G. trabeum was grown on Highley's medium¹⁰⁾ containing 0.2 % (w/v) xylan and 1 % (w/v) avicel as the carbon source. Total RNA was extracted from frozen mycelia using RNeasy plant mini kit (Qiagen, Venlo, Netherlands), and mRNA was purified using Oligotex^TM-dT30 Super (Takara Bio Inc., Kusatsu, Japan). cDNA was synthesized from the mRNA using a GeneRacer kit with SuperScript™ III reverse transcriptase (Thermo Fisher Scientific). The gene encoding GtAbf51A was amplified using the forward and reverse primrs 5'-AGGGGTATCTCTCGAGAAAAGAGTACTGACAGCTCCCAATGCTC and 5'-AGAAAGCTGGCGGCCGCTTAGCTGCCTATACCCGCCG, respectively. Using KOD-Plus-Neo (Toyobo Co., Ltd., Osaka, Japan), a polymerase chain reaction was conducted at 30 cycles of 94 °C for 2 min, 56.65 °C for 30 s, and 68 °C for 90 s. The amplified fragment was ligated into the pPICZαA vector (Thermo Fisher Scientific) using the In-Fusion^® HD cloning kit (Takara Bio). The DNA of the expression plasmid was linearized using Bgl II (Takara Bio). Electroporation and transformant selection was performed according to the instruction of the EasySelect^TM Pichia expression kit (Thermo Fisher Scientific). The selected clone was cultured for 24 h at 28 °C in a growth medium (1 % (w/v) yeast extract, 2 % (w/v) high polypeptone, and 1 % (w/v) glycerol). The cells were harvested by centrifugation, suspended in an induction medium (1 % (w/v) yeast extract, 2 % (w/v) high polypeptone, and 1 % (v/v) methanol), and then induced at 28 °C for 4 d. Every 24 h, 0.8 % (v/v) methanol was added.

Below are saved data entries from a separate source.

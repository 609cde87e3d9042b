//! File parsing for uploaded and bulk-loaded documents

use std::path::Path;
use std::sync::mpsc;
use std::thread;
use std::time::Duration;

use crate::error::{Error, Result};
use crate::types::{FileType, PassageInput};

/// Language tag attached to every loaded document
pub const DOCUMENT_LANGUAGE: &str = "indonesian";

/// Upper bound for a single PDF extraction
const PDF_EXTRACT_TIMEOUT: Duration = Duration::from_secs(60);

/// Multi-format file parser
pub struct FileParser;

impl FileParser {
    /// Parse a file into one passage carrying `source`, `title`,
    /// `file_type` and `language` metadata
    pub fn parse(filename: &str, data: &[u8]) -> Result<PassageInput> {
        let file_type = FileType::from_filename(filename);

        let text = match file_type {
            FileType::Pdf => Self::parse_pdf(filename, data)?,
            FileType::Docx => Self::parse_docx(filename, data)?,
            FileType::Txt => String::from_utf8_lossy(data).into_owned(),
            FileType::Json => Self::parse_json(filename, data)?,
            FileType::Unknown => {
                let ext = filename.rsplit_once('.').map(|(_, e)| e).unwrap_or("");
                return Err(Error::UnsupportedFileType(ext.to_string()));
            }
        };

        if text.trim().is_empty() {
            return Err(Error::file_parse(filename, "No text content could be extracted"));
        }

        Ok(PassageInput::new(text)
            .with_meta("source", filename)
            .with_meta("title", filename)
            .with_meta("file_type", file_type.as_str())
            .with_meta("language", DOCUMENT_LANGUAGE))
    }

    /// Read and parse a file from disk
    pub fn parse_path(path: &Path) -> Result<PassageInput> {
        let filename = path
            .file_name()
            .map(|n| n.to_string_lossy().into_owned())
            .unwrap_or_default();
        let data = std::fs::read(path)?;
        Self::parse(&filename, &data)
    }

    /// Extract PDF text on a helper thread so a pathological file cannot
    /// hang the caller
    fn parse_pdf(filename: &str, data: &[u8]) -> Result<String> {
        let data_vec = data.to_vec();
        let (tx, rx) = mpsc::channel();

        let handle = thread::spawn(move || {
            let result = pdf_extract::extract_text_from_mem(&data_vec);
            let _ = tx.send(result);
        });

        let text = match rx.recv_timeout(PDF_EXTRACT_TIMEOUT) {
            Ok(Ok(text)) => {
                let _ = handle.join();
                text
            }
            Ok(Err(e)) => {
                let _ = handle.join();
                return Err(Error::file_parse(filename, e.to_string()));
            }
            Err(mpsc::RecvTimeoutError::Timeout) => {
                tracing::error!("PDF extraction of {} timed out", filename);
                return Err(Error::file_parse(filename, "PDF extraction timed out"));
            }
            Err(mpsc::RecvTimeoutError::Disconnected) => {
                tracing::error!("PDF extraction thread crashed on {}", filename);
                return Err(Error::file_parse(filename, "PDF extraction crashed"));
            }
        };

        Ok(clean_extracted_text(&text))
    }

    fn parse_docx(filename: &str, data: &[u8]) -> Result<String> {
        let doc = docx_rs::read_docx(data).map_err(|e| Error::file_parse(filename, e.to_string()))?;

        let mut content = String::new();
        for child in doc.document.children {
            if let docx_rs::DocumentChild::Paragraph(p) = child {
                for child in p.children {
                    if let docx_rs::ParagraphChild::Run(run) = child {
                        for child in run.children {
                            if let docx_rs::RunChild::Text(t) = child {
                                content.push_str(&t.text);
                            }
                        }
                    }
                }
                content.push('\n');
            }
        }
        Ok(content)
    }

    /// JSON documents are indexed as their pretty-printed text
    fn parse_json(filename: &str, data: &[u8]) -> Result<String> {
        let value: serde_json::Value = serde_json::from_slice(data)
            .map_err(|e| Error::file_parse(filename, format!("Invalid JSON: {}", e)))?;
        Ok(serde_json::to_string_pretty(&value)?)
    }
}

/// Drop null bytes, trim lines, and remove blank lines
fn clean_extracted_text(text: &str) -> String {
    text.replace('\0', "")
        .lines()
        .map(str::trim)
        .filter(|l| !l.is_empty())
        .collect::<Vec<_>>()
        .join("\n")
}
//! RAG orchestration facade
//!
//! Validates questions, runs the conversation graph, and shapes its outcome
//! into an `AnswerEnvelope`. Document ingestion and statistics go through
//! here too, so the HTTP layer and the admin binary share one entry point.

use chrono::Utc;
use serde_json::json;
use std::path::Path;
use std::sync::Arc;
use std::time::Instant;

use crate::config::RagConfig;
use crate::error::{Error, Result, GENERIC_FAILURE};
use crate::graph::ConversationGraph;
use crate::ingestion::{self, FileParser, TextChunker};
use crate::monitoring::{reporter_from_config, NoopReporter, RunType, TraceReporter, TraceRun};
use crate::providers::{ChatModel, EmbeddingProvider, GroqChatModel, OllamaEmbedder};
use crate::retrieval::{DocumentIndex, RetrievalTool, SqliteVectorIndex, VectorTable};
use crate::session::{open_session_store, SessionStore};
use crate::types::{
    AnswerEnvelope, CollectionStats, EnvelopeMetadata, HistoryEntry, PassageInput, Role,
};
use crate::validation::QuestionValidator;

/// Value of `metadata.approach` on every answer
pub const APPROACH: &str = "stateful_chain";

/// Message for requests that arrive while no language model is configured
pub const SERVICE_UNAVAILABLE: &str = "Service tidak tersedia saat ini";

/// Answer text of the envelope returned for unexpected failures
pub const APOLOGY: &str = "Maaf, terjadi kesalahan dalam memproses pertanyaan Anda.";

/// Scholarship assistant facade
pub struct RagService {
    graph: Option<ConversationGraph>,
    index: Arc<dyn DocumentIndex>,
    sessions: Arc<dyn SessionStore>,
    chunker: TextChunker,
    validator: QuestionValidator,
    reporter: Arc<dyn TraceReporter>,
}

impl RagService {
    /// Assemble the service from already-built adapters.
    ///
    /// Without `llm` the service still ingests documents and serves history,
    /// but `get_answer` fails with `ServiceUnavailable`.
    pub fn new(
        config: &RagConfig,
        llm: Option<Arc<dyn ChatModel>>,
        index: Arc<dyn DocumentIndex>,
        sessions: Arc<dyn SessionStore>,
    ) -> Result<Self> {
        let tool = RetrievalTool::new(index.clone(), config.retrieval.top_k);
        let graph = llm.map(|llm| ConversationGraph::new(llm, tool, sessions.clone()));

        Ok(Self {
            graph,
            index,
            sessions,
            chunker: TextChunker::from_config(&config.chunking),
            validator: QuestionValidator::from_config(&config.validation)?,
            reporter: Arc::new(NoopReporter),
        })
    }

    pub fn with_reporter(mut self, reporter: Arc<dyn TraceReporter>) -> Self {
        self.reporter = reporter;
        self
    }

    /// Build every adapter from configuration
    pub fn from_config(config: &RagConfig) -> Result<Self> {
        let reporter = reporter_from_config(&config.monitoring);

        let embedder: Arc<dyn EmbeddingProvider> = Arc::new(OllamaEmbedder::new(&config.embeddings)?);
        let table = VectorTable::open(config.vector_db.index_file(), &config.vector_db.collection)?;
        let index: Arc<dyn DocumentIndex> = Arc::new(SqliteVectorIndex::new(
            table,
            embedder,
            config.embeddings.model.clone(),
        ));
        tracing::info!(
            "Vector index at {} (collection {}, {} embeddings)",
            config.vector_db.index_file().display(),
            config.vector_db.collection,
            config.embeddings.model
        );

        let sessions = open_session_store(&config.sessions);

        let llm: Option<Arc<dyn ChatModel>> = match GroqChatModel::new(&config.llm) {
            Ok(model) => {
                tracing::info!("Language model: {} ({})", model.model(), model.name());
                Some(Arc::new(model.with_reporter(reporter.clone())))
            }
            Err(e) => {
                tracing::warn!("Language model unavailable: {}", e);
                None
            }
        };

        Ok(Self::new(config, llm, index, sessions)?.with_reporter(reporter))
    }

    /// Whether a language model is configured
    pub fn llm_available(&self) -> bool {
        self.graph.is_some()
    }

    /// Answer a question within a session.
    ///
    /// Validation failures are `InvalidInput` and leave the session untouched.
    pub async fn get_answer(&self, question: &str, session_id: &str) -> Result<AnswerEnvelope> {
        let started = Instant::now();
        let question = question.trim();

        self.validator.validate(question)?;

        let graph = self
            .graph
            .as_ref()
            .ok_or_else(|| Error::unavailable(SERVICE_UNAVAILABLE))?;

        let run = TraceRun::start(
            "rag_chain_execution",
            RunType::Chain,
            json!({ "question": question, "session_id": session_id }),
        );

        let outcome = match graph.run_turn(session_id, question).await {
            Ok(outcome) => outcome,
            Err(e) => {
                tracing::error!("Conversation turn failed for session {}: {}", session_id, e);
                self.reporter.report(run.failed(e.to_string()));
                return Err(Error::internal(GENERIC_FAILURE));
            }
        };

        let mut sources: Vec<String> = Vec::new();
        for passage in &outcome.passages {
            if !sources.contains(&passage.source) {
                sources.push(passage.source.clone());
            }
        }

        let metadata = EnvelopeMetadata {
            session_id: Some(session_id.to_string()),
            timestamp: Utc::now(),
            approach: Some(APPROACH.to_string()),
            processing_time: Some(started.elapsed().as_secs_f64()),
            steps: outcome.path.iter().map(|s| s.as_str().to_string()).collect(),
            error: outcome.degraded,
        };

        let mut envelope = AnswerEnvelope::answered(outcome.answer, sources, metadata);
        if outcome.degraded {
            envelope.confidence = 0.0;
        }

        self.reporter.report(run.succeeded(json!({
            "answer": envelope.answer,
            "sources": envelope.sources,
            "confidence": envelope.confidence,
        })));

        Ok(envelope)
    }

    /// `get_answer` for callers that want an envelope in every case
    pub async fn answer_envelope(&self, question: &str, session_id: &str) -> AnswerEnvelope {
        match self.get_answer(question, session_id).await {
            Ok(envelope) => envelope,
            Err(Error::InvalidInput(msg)) | Err(Error::ServiceUnavailable(msg)) => {
                AnswerEnvelope::error(msg)
            }
            Err(_) => AnswerEnvelope::error(APOLOGY),
        }
    }

    /// Human and non-tool AI messages of a session
    pub async fn get_session_history(&self, session_id: &str) -> Result<Vec<HistoryEntry>> {
        let transcript = match &self.graph {
            Some(graph) => graph.transcript(session_id).await?,
            None => self.sessions.read(session_id)?,
        };

        Ok(transcript
            .into_iter()
            .filter_map(|m| {
                let kind = match m.role {
                    Role::User => "human",
                    Role::Assistant if !m.is_tool_call() => "ai",
                    _ => return None,
                };
                Some(HistoryEntry {
                    kind: kind.to_string(),
                    content: m.content,
                    timestamp: m.timestamp,
                })
            })
            .collect())
    }

    /// Empty a session's transcript; unknown sessions succeed
    pub async fn clear_session(&self, session_id: &str) -> Result<()> {
        match &self.graph {
            Some(graph) => graph.clear(session_id).await,
            None => self.sessions.clear(session_id),
        }
    }

    /// Chunk and index passages, returning the number of chunks stored
    pub async fn add_documents(&self, passages: Vec<PassageInput>) -> Result<usize> {
        let chunks: Vec<PassageInput> = passages
            .iter()
            .flat_map(|p| self.chunker.chunk_passage(p))
            .collect();
        if chunks.is_empty() {
            return Ok(0);
        }
        self.index.add(chunks).await
    }

    /// Parse one uploaded file and index it
    pub async fn add_document_bytes(&self, filename: &str, data: &[u8]) -> Result<usize> {
        let name = filename.to_string();
        let bytes = data.to_vec();
        let passage = tokio::task::spawn_blocking(move || FileParser::parse(&name, &bytes))
            .await
            .map_err(|e| Error::Internal(format!("Task join error: {}", e)))??;
        let stored = self.add_documents(vec![passage]).await?;
        tracing::info!("Ingested {} as {} chunks", filename, stored);
        Ok(stored)
    }

    /// Index every supported file in a directory; returns (files, chunks)
    pub async fn populate_from_dir(&self, dir: &Path) -> Result<(usize, usize)> {
        let dir = dir.to_path_buf();
        let passages = tokio::task::spawn_blocking(move || ingestion::load_directory(&dir))
            .await
            .map_err(|e| Error::Internal(format!("Task join error: {}", e)))??;

        let files = passages.len();
        let chunks = self.add_documents(passages).await?;
        Ok((files, chunks))
    }

    /// Remove every indexed passage
    pub async fn depopulate(&self) -> Result<usize> {
        self.index.clear().await
    }

    pub async fn collection_stats(&self) -> Result<CollectionStats> {
        let chat_history_managed_by = match self.sessions.name() {
            "sqlite" => "sqlite_checkpointer",
            _ => "in_memory",
        };

        Ok(CollectionStats {
            document_count: self.index.count().await?,
            vector_store_type: self.index.name().to_string(),
            embedding_model: self.index.embedding_model().to_string(),
            llm_available: self.llm_available(),
            rag_approach: APPROACH.to_string(),
            chat_history_managed_by: chat_history_managed_by.to_string(),
        })
    }
}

Purification of recombinant protein.

The culture was centrifuged at 4 °C with 4,500 × G for 5 min. The supernatant (10 mL) was dialyzed against 20 mM sodium acetate buffer (pH 4.0) three times, filtered through a 0.22 μm filter, and applied to a Toyopearl^® SP-650S (Tosoh Co., Tokyo, Japan) column (5 × 50 mm) preequilibrated with 20 mM sodium acetate buffer (pH 4.0). The column was washed with the same buffer to remove unbound substances, and bound proteins were eluted with a linear gradient of sodium chloride (0-1 M) at a flow rate of 1 mL/min. SDS-PAGE was used to confirm the purity of GtAbf51A, and the final fraction obtained was used as the purified enzyme.

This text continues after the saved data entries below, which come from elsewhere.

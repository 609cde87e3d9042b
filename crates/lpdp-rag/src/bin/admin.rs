//! Knowledge base maintenance
//!
//! Run with: cargo run -p lpdp-rag --features cli --bin lpdp-rag-admin -- <command>

use anyhow::Context;
use clap::{Parser, Subcommand};
use lpdp_rag::{RagConfig, RagService};
use std::path::PathBuf;
use tracing_subscriber::{layer::SubscriberExt, util::SubscriberInitExt};
use uuid::Uuid;

#[derive(Parser)]
#[command(name = "lpdp-rag-admin")]
#[command(about = "Maintain the LPDP assistant's document index", long_about = None)]
struct Cli {
    #[command(subcommand)]
    command: Commands,
}

#[derive(Subcommand)]
enum Commands {
    /// Parse, chunk and index every PDF, JSON and text file in a directory
    Populate {
        /// Directory to scan; defaults to the configured documents path
        #[arg(short, long)]
        dir: Option<PathBuf>,
    },
    /// Remove all indexed passages
    Depopulate {
        /// Also delete the session checkpoint database
        #[arg(long)]
        sessions: bool,
    },
    /// Print collection statistics
    Stats,
    /// Ask one question and print the answer envelope
    Ask {
        question: String,
        /// Session to record the turn under
        #[arg(short, long)]
        session: Option<String>,
    },
}

#[tokio::main]
async fn main() -> anyhow::Result<()> {
    dotenvy::dotenv().ok();

    tracing_subscriber::registry()
        .with(
            tracing_subscriber::EnvFilter::try_from_default_env()
                .unwrap_or_else(|_| "lpdp_rag=info".into()),
        )
        .with(tracing_subscriber::fmt::layer())
        .init();

    let cli = Cli::parse();
    let config = RagConfig::load()?;
    let service = RagService::from_config(&config).context("initializing service")?;

    match cli.command {
        Commands::Populate { dir } => {
            let dir = dir.unwrap_or_else(|| config.retrieval.documents_path.clone());
            let (files, chunks) = service
                .populate_from_dir(&dir)
                .await
                .with_context(|| format!("populating from {}", dir.display()))?;
            println!("Indexed {} files as {} chunks", files, chunks);
            println!("Collection now holds {} passages", service.collection_stats().await?.document_count);
        }
        Commands::Depopulate { sessions } => {
            let removed = service.depopulate().await?;
            println!("Removed {} passages", removed);
            if sessions {
                drop(service);
                let path = &config.sessions.db_path;
                match std::fs::remove_file(path) {
                    Ok(()) => println!("Deleted session database {}", path.display()),
                    Err(e) if e.kind() == std::io::ErrorKind::NotFound => {}
                    Err(e) => {
                        return Err(e).with_context(|| format!("deleting {}", path.display()))
                    }
                }
            }
        }
        Commands::Stats => {
            let stats = service.collection_stats().await?;
            println!("{}", serde_json::to_string_pretty(&stats)?);
        }
        Commands::Ask { question, session } => {
            let session = session.unwrap_or_else(|| Uuid::new_v4().to_string());
            let envelope = service.answer_envelope(&question, &session).await;
            println!("{}", serde_json::to_string_pretty(&envelope)?);
        }
    }

    Ok(())
}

Enzyme assay and enzymatic properties.

The enzyme assay mixture contained 25 μL 2 mM PNP-α-L-Araf, 20 μL McIlvaine buffer (pH 3.0, 0.2 M Na₂HPO₄/0.1 M citric acid), and 5 μL of the enzyme solution. The reactions were carried out at 50 °C for 10 min before being stopped with 50 μL of 0.2 M Na₂CO₃. At 400 nm (an extinction coefficient of 18,700 M^-1 cm^-1), the amount of PNP released was determined. Under these conditions, one unit of enzyme activity is defined as the amount of enzyme that releases 1 µmol of PNP per min from PNP-α-L-Araf.

Using glycine-HCl buffer (pH 1.5-2.6, 0.1 M), McIlvaine buffer (pH 2.6-7.6, 0.2 M Na₂HPO₄/0.1 M citric acid) and Atkins-Pantin buffer (pH 7.6-11.0, 0.2 M H₃BO₃•KCl/0.2 M Na₂CO₃), the pH dependence and stability were determined. For pH stability, the mixture containing 10 μL enzyme solution and 40 μL of each buffer was incubated at 30 °C for 1 h, and the residual activity was determined. Temperature dependence was determined from 10 °C to 81.4 °C, and temperature stability from 10 °C to 60 °C. For temperature stability, the mixture of 6 μL enzyme solution and 24 μL of McIlvaine buffer (pH 3.0) was incubated at each temperature for 1 h, and the residual activity was determined.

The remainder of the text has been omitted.